┌─ THE INPUT
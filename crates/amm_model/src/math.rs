//! Constant product AMM math (x·y=k), zero fee

use spotlend_common::math::{checked_add, checked_sub, div_floor_wide, mul_div_floor, wide_mul};
use spotlend_common::{Amount, MathError, PoolError, Result, ValidationError, SCALE};

/// Result of pricing a swap against a pair of reserves
#[derive(Debug, Clone, Copy, PartialEq, Eq)]
pub struct SwapQuote {
    /// Amount of the out-asset the caller receives
    pub amount_out: Amount,

    /// In-asset reserve after the trade
    pub new_in: Amount,

    /// Out-asset reserve after the trade
    pub new_out: Amount,
}

/// Price a swap of `amount_in` against reserves (`balance_in`, `balance_out`)
///
/// - k = balance_in · balance_out (256-bit, exact)
/// - new_in = balance_in + amount_in
/// - new_out = floor(k / new_in)
/// - amount_out = balance_out - new_out
///
/// Flooring `new_out` rounds in the caller's favour: new_out falls short of
/// the exact k / new_in by less than one smallest unit, so
/// k - new_in < new_in · new_out <= k.
///
/// # Errors
/// * `Validation(ZeroAmount)` if `amount_in == 0`
/// * `Arithmetic(DivisionByZero)` if `balance_in == 0` (empty pool)
/// * `InsufficientLiquidity` if the trade would leave the out reserve at zero
pub fn quote_swap(balance_in: Amount, balance_out: Amount, amount_in: Amount) -> Result<SwapQuote> {
    if amount_in == 0 {
        return Err(ValidationError::ZeroAmount.into());
    }
    if balance_in == 0 {
        return Err(MathError::DivisionByZero.into());
    }

    let k = wide_mul(balance_in, balance_out);
    let new_in = checked_add(balance_in, amount_in)?;
    let new_out = div_floor_wide(k, new_in)?;
    let amount_out = checked_sub(balance_out, new_out)?;

    // The last unit of the out reserve is never paid out
    if new_out == 0 {
        return Err(PoolError::InsufficientLiquidity {
            requested: amount_out,
            available: balance_out.saturating_sub(1),
        });
    }

    Ok(SwapQuote {
        amount_out,
        new_in,
        new_out,
    })
}

/// Instantaneous price of one `base` unit in `quote` units, scaled by SCALE
///
/// Pure reserve ratio: floor(balance_quote · SCALE / balance_base).
pub fn spot_price(balance_base: Amount, balance_quote: Amount) -> Result<Amount> {
    Ok(mul_div_floor(balance_quote, SCALE, balance_base)?)
}

#[cfg(test)]
mod tests {
    use super::*;
    use spotlend_common::math::units;
    use spotlend_common::U256;

    #[test]
    fn test_quote_small_swap() {
        // 1 native / 3000 token, swap in 0.01 native
        let quote = quote_swap(units(1), units(3000), SCALE / 100).unwrap();

        // 3000 - floor(1·3000 / 1.01) ≈ 29.70297 token
        assert_eq!(quote.amount_out, 29_702_970_297_029_702_971);
        assert_eq!(quote.new_in, units(1) + SCALE / 100);
        assert_eq!(quote.new_out, 2_970_297_029_702_970_297_029);
    }

    #[test]
    fn test_quote_exact_when_divisible() {
        // 1·3000 / 3 = 1000 exactly
        let quote = quote_swap(units(1), units(3000), units(2)).unwrap();
        assert_eq!(quote.amount_out, units(2000));
        assert_eq!(quote.new_in, units(3));
        assert_eq!(quote.new_out, units(1000));
    }

    #[test]
    fn test_invariant_loss_below_one_unit() {
        let cases = [
            (units(1), units(3000), SCALE / 100),
            (units(7), units(13), 3),
            (997, 1_000_003, 17),
            (units(1_000_000), 5, units(1)),
        ];
        for (b_in, b_out, dx) in cases {
            let quote = quote_swap(b_in, b_out, dx).unwrap();
            let k0 = wide_mul(b_in, b_out);
            let k1 = wide_mul(quote.new_in, quote.new_out);
            assert!(k1 <= k0, "k grew for {:?}", (b_in, b_out, dx));
            assert!(
                k0 - k1 < U256::from(quote.new_in),
                "rounding loss too large for {:?}",
                (b_in, b_out, dx)
            );
            assert!(quote.amount_out < b_out);
        }
    }

    #[test]
    fn test_empty_input_reserve() {
        assert_eq!(
            quote_swap(0, units(3000), units(1)),
            Err(PoolError::Arithmetic(MathError::DivisionByZero))
        );
    }

    #[test]
    fn test_zero_amount_rejected() {
        assert_eq!(
            quote_swap(units(1), units(1), 0),
            Err(PoolError::Validation(ValidationError::ZeroAmount))
        );
    }

    #[test]
    fn test_cannot_drain_out_reserve() {
        // floor(1·1 / 11) = 0 would hand over the whole out reserve
        let result = quote_swap(1, 1, 10);
        assert!(matches!(result, Err(PoolError::InsufficientLiquidity { .. })));

        let result = quote_swap(units(1), 0, units(1));
        assert!(matches!(result, Err(PoolError::InsufficientLiquidity { .. })));
    }

    #[test]
    fn test_spot_price() {
        assert_eq!(spot_price(units(1), units(3000)).unwrap(), units(3000));
        assert_eq!(spot_price(units(3000), units(1)).unwrap(), 333_333_333_333_333);
        assert_eq!(spot_price(units(1000), units(3)).unwrap(), 3_000_000_000_000_000);
        assert_eq!(
            spot_price(0, units(1)),
            Err(PoolError::Arithmetic(MathError::DivisionByZero))
        );
    }
}
//! Lending Model - collateralized native-asset lending priced by a spot oracle
//!
//! Accounts deposit token collateral and borrow the native asset against it.
//! The borrow limit is recomputed from the oracle on every call; nothing
//! about the price at deposit time is remembered.

#![forbid(unsafe_code)]

pub mod pool;

pub use pool::{LendingPool, Position};
//! AMM Model - zero-fee constant product pool (x·y=k)
//!
//! `math` holds the pure quoting formulas; `pool` wraps them in the stateful
//! `ReservePool` that owns the two reserve balances and serves as the spot
//! price oracle for the lending pool.

#![forbid(unsafe_code)]

pub mod math;
pub mod pool;

pub use math::{quote_swap, spot_price, SwapQuote};
pub use pool::ReservePool;
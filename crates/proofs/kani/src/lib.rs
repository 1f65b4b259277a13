//! Kani harnesses for the swap and collateral arithmetic
//!
//! Run with: cargo kani -p proofs-kani

#![cfg(kani)]

mod amm;
mod lending;
//! Market state printing shared by the commands

use anyhow::Result;
use colored::Colorize;
use serde::Serialize;
use spotlend::{format_amount, AccountId, Amount, Asset, Balances, Market, Outcome};

/// Pool and wallet state in serializable form
#[derive(Debug, Serialize)]
pub struct MarketState {
    pub reserve: Balances,
    #[serde(with = "spotlend::decimal")]
    pub token_price: Amount,
    #[serde(with = "spotlend::decimal")]
    pub lender_reserve: Amount,
    #[serde(with = "spotlend::decimal")]
    pub total_collateral: Amount,
    pub wallets: Vec<WalletState>,
}

#[derive(Debug, Serialize)]
pub struct WalletState {
    pub account: AccountId,
    #[serde(flatten)]
    pub balances: Balances,
    #[serde(with = "spotlend::decimal")]
    pub deposited: Amount,
    #[serde(with = "spotlend::decimal")]
    pub borrowed: Amount,
}

impl MarketState {
    pub fn capture(market: &Market) -> Self {
        let reserve = Balances::new(
            market.balance_of(Asset::Native),
            market.balance_of(Asset::Token),
        );
        // An empty pool has no price
        let token_price = market.price_of(Asset::Token, Asset::Native).unwrap_or(0);
        let wallets = market
            .wallets()
            .iter()
            .map(|(account, balances)| WalletState {
                account: account.clone(),
                balances,
                deposited: market.deposits_of(account),
                borrowed: market.borrows_of(account),
            })
            .collect();

        Self {
            reserve,
            token_price,
            lender_reserve: market.lender().native_reserve(),
            total_collateral: market.lender().total_collateral(),
            wallets,
        }
    }

    pub fn print(&self, symbol: &str) {
        println!("\n{}", "--- Reserve Pool ---".bright_yellow());
        println!(
            "{} {} native / {} {}",
            "Balances:".bright_cyan(),
            format_amount(self.reserve.native),
            format_amount(self.reserve.token),
            symbol
        );
        println!(
            "{} {} native",
            format!("Price (1 {}):", symbol).bright_cyan(),
            format_amount(self.token_price)
        );

        println!("\n{}", "--- Lending Pool ---".bright_yellow());
        println!(
            "{} {} native",
            "Reserve:".bright_cyan(),
            format_amount(self.lender_reserve)
        );
        println!(
            "{} {} {}",
            "Collateral:".bright_cyan(),
            format_amount(self.total_collateral),
            symbol
        );

        println!("\n{}", "--- Wallets ---".bright_yellow());
        for wallet in &self.wallets {
            println!(
                "{} {} native, {} {}",
                format!("{}:", wallet.account).bright_cyan(),
                format_amount(wallet.balances.native),
                format_amount(wallet.balances.token),
                symbol
            );
            if wallet.deposited > 0 || wallet.borrowed > 0 {
                println!(
                    "  {} deposited {} {}, borrowed {} native",
                    "position:".dimmed(),
                    format_amount(wallet.deposited),
                    symbol,
                    format_amount(wallet.borrowed)
                );
            }
        }
    }
}

/// One-line description of a step result
pub fn describe(outcome: &Outcome, symbol: &str, asset_out: Option<Asset>) -> String {
    match outcome {
        Outcome::Done => "ok".to_string(),
        Outcome::Swapped { amount_out } => {
            let unit = match asset_out {
                Some(Asset::Native) => "native",
                _ => symbol,
            };
            format!("received {} {}", format_amount(*amount_out), unit)
        }
        Outcome::Borrowed { amount } => format!("borrowed {} native", format_amount(*amount)),
    }
}

pub fn print_json<T: Serialize>(value: &T) -> Result<()> {
    println!("{}", serde_json::to_string_pretty(value)?);
    Ok(())
}
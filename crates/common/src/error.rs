//! Error taxonomy shared by the exchange pool and the lending pool

use crate::asset::{AccountId, Asset, Payment};
use crate::math::Amount;
use thiserror::Error;

pub type Result<T> = core::result::Result<T, PoolError>;

/// Integer arithmetic failures
#[derive(Debug, Clone, Copy, PartialEq, Eq, Error)]
pub enum MathError {
    /// Divisor was zero (e.g. an empty reserve)
    #[error("division by zero")]
    DivisionByZero,
    /// Result does not fit in an amount
    #[error("integer overflow")]
    Overflow,
    /// Subtraction below zero
    #[error("integer underflow")]
    Underflow,
}

/// Rejected inputs, detected before any state is touched
#[derive(Debug, Clone, PartialEq, Eq, Error)]
pub enum ValidationError {
    #[error("amount must be greater than zero")]
    ZeroAmount,

    #[error("payment {actual} does not match required {expected}")]
    PaymentMismatch { expected: Payment, actual: Payment },

    #[error("collateral ratio {0} bps exceeds 10000")]
    CollateralRatioOutOfRange(u16),

    #[error("token {actual} does not match pool token {expected}")]
    TokenMismatch { expected: String, actual: String },

    #[error("{account} holds {available} {asset}, needs {required}")]
    InsufficientBalance {
        account: AccountId,
        asset: Asset,
        required: Amount,
        available: Amount,
    },

    #[error("unknown account {0}")]
    UnknownAccount(AccountId),
}

/// Failures surfaced by pool operations
#[derive(Debug, Clone, PartialEq, Eq, Error)]
pub enum PoolError {
    #[error("validation error: {0}")]
    Validation(#[from] ValidationError),

    #[error("arithmetic error: {0}")]
    Arithmetic(#[from] MathError),

    #[error("insufficient collateral: requested {requested}, max borrowable {max_borrowable}")]
    InsufficientCollateral {
        requested: Amount,
        max_borrowable: Amount,
    },

    #[error("insufficient liquidity: requested {requested}, available {available}")]
    InsufficientLiquidity { requested: Amount, available: Amount },

    #[error("transfer of {amount} {asset} to {to} failed")]
    TransferFailure {
        to: AccountId,
        asset: Asset,
        amount: Amount,
    },
}

/// Coarse error category, for drivers deciding whether to abort or reissue
#[derive(Debug, Clone, Copy, PartialEq, Eq, Hash)]
pub enum ErrorKind {
    Validation,
    Arithmetic,
    InsufficientCollateral,
    InsufficientLiquidity,
    TransferFailure,
}

impl PoolError {
    pub fn kind(&self) -> ErrorKind {
        match self {
            PoolError::Validation(_) => ErrorKind::Validation,
            PoolError::Arithmetic(_) => ErrorKind::Arithmetic,
            PoolError::InsufficientCollateral { .. } => ErrorKind::InsufficientCollateral,
            PoolError::InsufficientLiquidity { .. } => ErrorKind::InsufficientLiquidity,
            PoolError::TransferFailure { .. } => ErrorKind::TransferFailure,
        }
    }
}

/// Decimal amount parsing failures
#[derive(Debug, Clone, PartialEq, Eq, Error)]
pub enum AmountParseError {
    #[error("empty amount")]
    Empty,
    #[error("invalid digit in amount {0:?}")]
    InvalidDigit(String),
    #[error("{0} fractional digits, at most 18 allowed")]
    TooManyDecimals(usize),
    #[error("amount out of range")]
    OutOfRange,
}
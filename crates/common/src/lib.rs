//! Shared building blocks for the spot-price lending model
//!
//! - `math`: 18-decimal fixed point with 256-bit intermediates
//! - `error`: the error taxonomy every pool operation reports through
//! - `asset`: asset, account and payment identifiers
//!
//! The two traits below are the only coupling between the exchange pool and
//! the lending pool: the lender prices collateral through [`PriceOracle`] and
//! both pools pay out through [`Settlement`].

#![forbid(unsafe_code)]

pub mod asset;
pub mod error;
pub mod math;

pub use asset::{AccountId, Asset, Payment, TokenId};
pub use error::{ErrorKind, MathError, PoolError, Result, ValidationError};
pub use math::{Amount, BPS_SCALE, SCALE, U256};

/// Source of the price the lending pool uses to value collateral.
pub trait PriceOracle {
    /// Price of one unit of `base` expressed in `quote` units, scaled by `SCALE`.
    fn price_of(&self, base: Asset, quote: Asset) -> Result<Amount>;
}

/// Outbound transfer rail used by the pools to pay accounts.
///
/// A pool applies its internal accounting first and only then calls
/// `pay_out`; an `Err` obliges the pool to restore its accounting before
/// returning the error.
pub trait Settlement {
    fn pay_out(&mut self, to: &AccountId, asset: Asset, amount: Amount) -> Result<()>;
}
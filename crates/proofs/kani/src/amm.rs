//! Kani proofs for the zero-fee constant product swap
//!
//! - **A1: Invariant Preserved** - k shrinks by less than one new_in step
//! - **A2: No Full Drain** - amount_out < balance_out
//! - **A3: Rounding Direction** - new_in · new_out never exceeds k
//! - **A4: Deterministic** - same reserves and input give the same quote

use amm_model::quote_swap;
use spotlend_common::math::wide_mul;
use spotlend_common::U256;

/// A1: x·y after a swap is k up to flooring of new_out
#[kani::proof]
#[kani::unwind(3)]
fn a1_invariant_preserved() {
    let b_in: u64 = kani::any();
    let b_out: u64 = kani::any();
    let dx: u64 = kani::any();
    kani::assume(b_in > 0 && b_out > 0 && dx > 0);

    if let Ok(q) = quote_swap(b_in as u128, b_out as u128, dx as u128) {
        let k0 = wide_mul(b_in as u128, b_out as u128);
        let k1 = wide_mul(q.new_in, q.new_out);
        assert!(k1 <= k0, "A1: invariant must not grow");
        assert!(k0 - k1 < U256::from(q.new_in), "A1: loss below one new_in step");
    }
}

/// A2: a successful swap never pays out the whole out reserve
#[kani::proof]
#[kani::unwind(3)]
fn a2_no_full_drain() {
    let b_in: u64 = kani::any();
    let b_out: u64 = kani::any();
    let dx: u64 = kani::any();

    if let Ok(q) = quote_swap(b_in as u128, b_out as u128, dx as u128) {
        assert!(q.amount_out < b_out as u128, "A2: out reserve must stay positive");
        assert!(q.new_out > 0, "A2: new_out must stay positive");
        assert_eq!(q.new_out + q.amount_out, b_out as u128);
    }
}

/// A3: flooring new_out never hands the pool more than k
#[kani::proof]
#[kani::unwind(3)]
fn a3_rounding_direction() {
    let b_in: u32 = kani::any();
    let b_out: u32 = kani::any();
    let dx: u32 = kani::any();
    kani::assume(b_in > 0 && dx > 0);

    if let Ok(q) = quote_swap(b_in as u128, b_out as u128, dx as u128) {
        let k0 = (b_in as u128) * (b_out as u128);
        let k1 = q.new_in * q.new_out;
        assert!(k1 <= k0, "A3: rounding must favour the caller");
    }
}

/// A4: quoting is a pure function of its inputs
#[kani::proof]
#[kani::unwind(3)]
fn a4_deterministic() {
    let b_in: u64 = kani::any();
    let b_out: u64 = kani::any();
    let dx: u64 = kani::any();

    let first = quote_swap(b_in as u128, b_out as u128, dx as u128);
    let second = quote_swap(b_in as u128, b_out as u128, dx as u128);
    assert_eq!(first, second, "A4: quote must be deterministic");
}
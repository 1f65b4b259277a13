//! Lending pool state and operations
//!
//! # Properties
//! - Deposits and borrows per account never decrease
//! - A successful borrow leaves borrows[a] <= deposits[a] · price · ratio,
//!   evaluated with the oracle price at the moment of the call
//! - `native_reserve` decreases only through a successful borrow

use log::{debug, warn};
use spotlend_common::math::{bps_mul, checked_add, checked_sub, mul_div_floor};
use spotlend_common::{
    AccountId, Amount, Asset, Payment, PoolError, PriceOracle, Result, Settlement, TokenId,
    ValidationError, BPS_SCALE, SCALE,
};
use std::collections::BTreeMap;

/// Per-account collateral and debt
#[derive(Debug, Clone, Copy, PartialEq, Eq, Default)]
pub struct Position {
    /// Token collateral deposited
    pub deposited: Amount,
    /// Native asset borrowed
    pub borrowed: Amount,
}

/// Collateralized lending pool
///
/// The pool holds no price source of its own. Its owner binds it to exactly
/// one oracle for its whole life and passes that same oracle to every
/// `max_borrow_amount` and `borrow_eth` call; `spotlend::Market` does so with
/// its reserve pool and exposes no way to supply another.
#[derive(Debug, Clone, PartialEq, Eq)]
pub struct LendingPool {
    /// Token accepted as collateral
    token: TokenId,

    /// Fraction of collateral value that may be borrowed (10_000 = 100%)
    collateral_ratio_bps: u16,

    /// Native asset available to lend
    native_reserve: Amount,

    /// Sum of all deposits (tokens held by the pool)
    total_collateral: Amount,

    deposits: BTreeMap<AccountId, Amount>,
    borrows: BTreeMap<AccountId, Amount>,
}

impl LendingPool {
    /// Create an unfunded pool
    ///
    /// # Errors
    /// `CollateralRatioOutOfRange` if `collateral_ratio_bps > 10_000`
    pub fn new(token: TokenId, collateral_ratio_bps: u16) -> Result<Self> {
        if collateral_ratio_bps as Amount > BPS_SCALE {
            return Err(ValidationError::CollateralRatioOutOfRange(collateral_ratio_bps).into());
        }

        Ok(Self {
            token,
            collateral_ratio_bps,
            native_reserve: 0,
            total_collateral: 0,
            deposits: BTreeMap::new(),
            borrows: BTreeMap::new(),
        })
    }

    pub fn token(&self) -> &TokenId {
        &self.token
    }

    pub fn collateral_ratio_bps(&self) -> u16 {
        self.collateral_ratio_bps
    }

    pub fn native_reserve(&self) -> Amount {
        self.native_reserve
    }

    pub fn total_collateral(&self) -> Amount {
        self.total_collateral
    }

    pub fn deposits_of(&self, account: &AccountId) -> Amount {
        self.deposits.get(account).copied().unwrap_or(0)
    }

    pub fn borrows_of(&self, account: &AccountId) -> Amount {
        self.borrows.get(account).copied().unwrap_or(0)
    }

    pub fn position(&self, account: &AccountId) -> Position {
        Position {
            deposited: self.deposits_of(account),
            borrowed: self.borrows_of(account),
        }
    }

    /// Accounts with a deposit or a borrow, in account order
    pub fn positions(&self) -> impl Iterator<Item = (&AccountId, Position)> + '_ {
        let mut accounts: Vec<&AccountId> = self.deposits.keys().chain(self.borrows.keys()).collect();
        accounts.sort();
        accounts.dedup();
        accounts.into_iter().map(move |account| (account, self.position(account)))
    }

    /// Credit native liquidity sent to the pool from outside
    pub fn fund(&mut self, amount: Amount) -> Result<()> {
        if amount == 0 {
            return Err(ValidationError::ZeroAmount.into());
        }
        self.native_reserve = checked_add(self.native_reserve, amount)?;
        debug!("lender funded with {} -> reserve={}", amount, self.native_reserve);
        Ok(())
    }

    /// Record `amount` of token collateral for `account`
    ///
    /// `payment` is the token transfer that accompanies the call and must
    /// equal (`Token`, `amount`).
    pub fn deposit_collateral(
        &mut self,
        account: &AccountId,
        amount: Amount,
        payment: Payment,
    ) -> Result<()> {
        payment.ensure_matches(Payment::token(amount))?;

        let deposited = checked_add(self.deposits_of(account), amount)?;
        let total = checked_add(self.total_collateral, amount)?;
        self.deposits.insert(account.clone(), deposited);
        self.total_collateral = total;

        debug!("collateral deposit by {}: {} -> {}", account, amount, deposited);
        Ok(())
    }

    /// Remaining native amount `account` may borrow at the oracle's current price
    ///
    /// floor(floor(deposit · price / SCALE) · ratio / 10_000) - borrowed,
    /// floored at zero.
    pub fn max_borrow_amount<O>(&self, account: &AccountId, oracle: &O) -> Result<Amount>
    where
        O: PriceOracle + ?Sized,
    {
        let price = oracle.price_of(Asset::Token, Asset::Native)?;
        let collateral_value = mul_div_floor(self.deposits_of(account), price, SCALE)?;
        let limit = bps_mul(collateral_value, self.collateral_ratio_bps)?;
        Ok(limit.saturating_sub(self.borrows_of(account)))
    }

    /// Lend `amount` of the native asset to `account`
    ///
    /// Checks run in order: amount, collateral (at the current oracle
    /// price), liquidity. The ledger is updated before the payout; a failed
    /// payout restores it.
    pub fn borrow_eth<O, S>(
        &mut self,
        account: &AccountId,
        amount: Amount,
        oracle: &O,
        settlement: &mut S,
    ) -> Result<()>
    where
        O: PriceOracle + ?Sized,
        S: Settlement + ?Sized,
    {
        if amount == 0 {
            return Err(ValidationError::ZeroAmount.into());
        }

        let max_borrowable = self.max_borrow_amount(account, oracle)?;
        if amount > max_borrowable {
            return Err(PoolError::InsufficientCollateral {
                requested: amount,
                max_borrowable,
            });
        }
        if self.native_reserve < amount {
            return Err(PoolError::InsufficientLiquidity {
                requested: amount,
                available: self.native_reserve,
            });
        }

        let previous_borrow = self.borrows_of(account);
        let previous_reserve = self.native_reserve;
        let borrowed = checked_add(previous_borrow, amount)?;
        let reserve = checked_sub(previous_reserve, amount)?;
        self.borrows.insert(account.clone(), borrowed);
        self.native_reserve = reserve;

        if let Err(err) = settlement.pay_out(account, Asset::Native, amount) {
            if previous_borrow == 0 {
                self.borrows.remove(account);
            } else {
                self.borrows.insert(account.clone(), previous_borrow);
            }
            self.native_reserve = previous_reserve;
            warn!("borrow payout to {} failed, ledger restored: {}", account, err);
            return Err(err);
        }

        debug!(
            "borrow by {}: {} -> borrowed={} reserve={}",
            account, amount, borrowed, self.native_reserve
        );
        Ok(())
    }
}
└─
WHAT YOU SHOULD DO:
Please transcribe, exactly and with nothing added, the lines from the first line of the material above through the line that contains "let k = wide_mul(balance_in, balance_out);".

EXERCISE RESULT:
filename crates/amm_model/src/math.rs
//! Constant product AMM math (x·y=k), zero fee

use spotlend_common::math::{checked_add, checked_sub, div_floor_wide, mul_div_floor, wide_mul};
use spotlend_common::{Amount, MathError, PoolError, Result, ValidationError, SCALE};

/// Result of pricing a swap against a pair of reserves
#[derive(Debug, Clone, Copy, PartialEq, Eq)]
pub struct SwapQuote {
    /// Amount of the out-asset the caller receives
    pub amount_out: Amount,

    /// In-asset reserve after the trade
    pub new_in: Amount,

    /// Out-asset reserve after the trade
    pub new_out: Amount,
}

/// Price a swap of `amount_in` against reserves (`balance_in`, `balance_out`)
///
/// - k = balance_in · balance_out (256-bit, exact)
/// - new_in = balance_in + amount_in
/// - new_out = floor(k / new_in)
/// - amount_out = balance_out - new_out
///
/// Flooring `new_out` rounds in the caller's favour: new_out falls short of
/// the exact k / new_in by less than one smallest unit, so
/// k - new_in < new_in · new_out <= k.
///
/// # Errors
/// * `Validation(ZeroAmount)` if `amount_in == 0`
/// * `Arithmetic(DivisionByZero)` if `balance_in == 0` (empty pool)
/// * `InsufficientLiquidity` if the trade would leave the out reserve at zero
pub fn quote_swap(balance_in: Amount, balance_out: Amount, amount_in: Amount) -> Result<SwapQuote> {
    if amount_in == 0 {
        return Err(ValidationError::ZeroAmount.into());
    }
    if balance_in == 0 {
        return Err(MathError::DivisionByZero.into());
    }

    let k = wide_mul(balance_in, balance_out);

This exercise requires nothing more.